## INFORMATION SUPPLIED
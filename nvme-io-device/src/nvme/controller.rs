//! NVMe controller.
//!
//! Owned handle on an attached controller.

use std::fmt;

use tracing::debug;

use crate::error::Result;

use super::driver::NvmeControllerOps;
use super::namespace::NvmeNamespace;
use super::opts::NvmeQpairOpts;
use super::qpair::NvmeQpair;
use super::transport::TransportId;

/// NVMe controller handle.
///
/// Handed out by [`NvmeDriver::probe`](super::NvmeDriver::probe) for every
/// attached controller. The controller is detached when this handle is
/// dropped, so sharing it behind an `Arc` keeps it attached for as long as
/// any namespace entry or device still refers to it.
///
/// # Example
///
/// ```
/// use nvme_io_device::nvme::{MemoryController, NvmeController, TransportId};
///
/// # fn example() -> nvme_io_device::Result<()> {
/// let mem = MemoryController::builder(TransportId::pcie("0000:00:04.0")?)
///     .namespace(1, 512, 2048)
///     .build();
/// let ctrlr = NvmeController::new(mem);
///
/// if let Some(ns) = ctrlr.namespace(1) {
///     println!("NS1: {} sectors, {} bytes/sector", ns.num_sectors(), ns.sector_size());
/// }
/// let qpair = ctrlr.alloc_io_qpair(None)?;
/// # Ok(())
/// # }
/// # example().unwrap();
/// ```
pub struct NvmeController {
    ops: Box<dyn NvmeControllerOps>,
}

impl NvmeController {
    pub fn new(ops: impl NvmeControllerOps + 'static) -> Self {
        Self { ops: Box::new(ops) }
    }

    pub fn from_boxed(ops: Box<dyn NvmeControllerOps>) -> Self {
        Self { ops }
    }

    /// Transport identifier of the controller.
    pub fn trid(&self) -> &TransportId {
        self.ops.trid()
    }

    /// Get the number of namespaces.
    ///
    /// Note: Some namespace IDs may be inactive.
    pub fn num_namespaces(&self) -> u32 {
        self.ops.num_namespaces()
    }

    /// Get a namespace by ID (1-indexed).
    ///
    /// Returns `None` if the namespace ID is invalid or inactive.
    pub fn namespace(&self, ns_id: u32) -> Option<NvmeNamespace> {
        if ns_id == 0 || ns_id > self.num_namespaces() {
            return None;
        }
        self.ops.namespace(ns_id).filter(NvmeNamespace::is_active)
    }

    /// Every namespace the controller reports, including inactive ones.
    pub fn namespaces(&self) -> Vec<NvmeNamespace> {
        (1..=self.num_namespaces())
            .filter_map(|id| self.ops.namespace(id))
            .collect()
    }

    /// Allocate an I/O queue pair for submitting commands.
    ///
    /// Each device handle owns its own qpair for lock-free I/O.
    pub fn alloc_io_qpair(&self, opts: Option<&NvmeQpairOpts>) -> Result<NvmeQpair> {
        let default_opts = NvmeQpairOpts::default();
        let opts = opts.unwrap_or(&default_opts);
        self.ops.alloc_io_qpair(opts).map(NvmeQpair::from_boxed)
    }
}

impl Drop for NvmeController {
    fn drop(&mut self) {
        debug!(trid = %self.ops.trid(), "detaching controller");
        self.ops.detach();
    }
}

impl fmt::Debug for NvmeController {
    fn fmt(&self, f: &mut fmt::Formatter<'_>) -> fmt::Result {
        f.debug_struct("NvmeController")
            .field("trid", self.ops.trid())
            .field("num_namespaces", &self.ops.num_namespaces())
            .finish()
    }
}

==

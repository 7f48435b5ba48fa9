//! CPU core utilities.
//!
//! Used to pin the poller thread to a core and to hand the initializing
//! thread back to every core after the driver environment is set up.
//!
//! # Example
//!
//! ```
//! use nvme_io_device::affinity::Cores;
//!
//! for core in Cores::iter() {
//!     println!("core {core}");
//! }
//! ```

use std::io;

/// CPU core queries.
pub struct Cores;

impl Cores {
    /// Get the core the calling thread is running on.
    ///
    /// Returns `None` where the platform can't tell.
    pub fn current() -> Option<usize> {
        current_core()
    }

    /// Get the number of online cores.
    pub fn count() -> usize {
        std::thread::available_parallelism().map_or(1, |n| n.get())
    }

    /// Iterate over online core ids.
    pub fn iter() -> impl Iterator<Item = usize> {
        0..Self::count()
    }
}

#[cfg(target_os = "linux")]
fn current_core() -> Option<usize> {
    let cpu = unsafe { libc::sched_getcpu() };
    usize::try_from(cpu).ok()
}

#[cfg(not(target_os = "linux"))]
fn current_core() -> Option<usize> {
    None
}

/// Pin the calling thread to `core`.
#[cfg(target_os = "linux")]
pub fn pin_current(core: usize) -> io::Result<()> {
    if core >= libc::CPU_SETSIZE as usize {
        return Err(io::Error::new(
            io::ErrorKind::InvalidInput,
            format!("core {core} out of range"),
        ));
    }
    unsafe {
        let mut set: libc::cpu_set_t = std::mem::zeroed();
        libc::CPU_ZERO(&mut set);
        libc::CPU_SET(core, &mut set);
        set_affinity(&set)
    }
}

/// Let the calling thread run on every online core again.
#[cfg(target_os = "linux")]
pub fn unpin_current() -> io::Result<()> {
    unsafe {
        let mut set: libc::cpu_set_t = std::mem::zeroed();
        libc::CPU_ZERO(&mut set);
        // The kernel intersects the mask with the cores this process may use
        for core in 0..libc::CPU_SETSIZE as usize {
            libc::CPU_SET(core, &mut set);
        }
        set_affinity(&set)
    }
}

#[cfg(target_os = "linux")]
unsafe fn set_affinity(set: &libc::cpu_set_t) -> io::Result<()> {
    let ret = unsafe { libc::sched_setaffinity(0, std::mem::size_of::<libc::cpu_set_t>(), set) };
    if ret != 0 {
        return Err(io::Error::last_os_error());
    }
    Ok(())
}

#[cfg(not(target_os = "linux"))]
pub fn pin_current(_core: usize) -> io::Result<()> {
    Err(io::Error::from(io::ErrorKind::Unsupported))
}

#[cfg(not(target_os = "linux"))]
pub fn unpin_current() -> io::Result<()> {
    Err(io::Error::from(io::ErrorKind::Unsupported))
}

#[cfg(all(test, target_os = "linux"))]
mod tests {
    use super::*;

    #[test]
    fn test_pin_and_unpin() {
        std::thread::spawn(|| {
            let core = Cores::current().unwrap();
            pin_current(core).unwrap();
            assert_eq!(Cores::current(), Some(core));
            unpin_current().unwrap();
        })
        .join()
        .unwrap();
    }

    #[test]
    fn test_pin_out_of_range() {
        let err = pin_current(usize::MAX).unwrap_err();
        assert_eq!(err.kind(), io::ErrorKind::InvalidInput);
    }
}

## TASK DETAILS
Find how many lines contain "calling" in the data. Write that number and nothing else.

## ANSWER BOX
3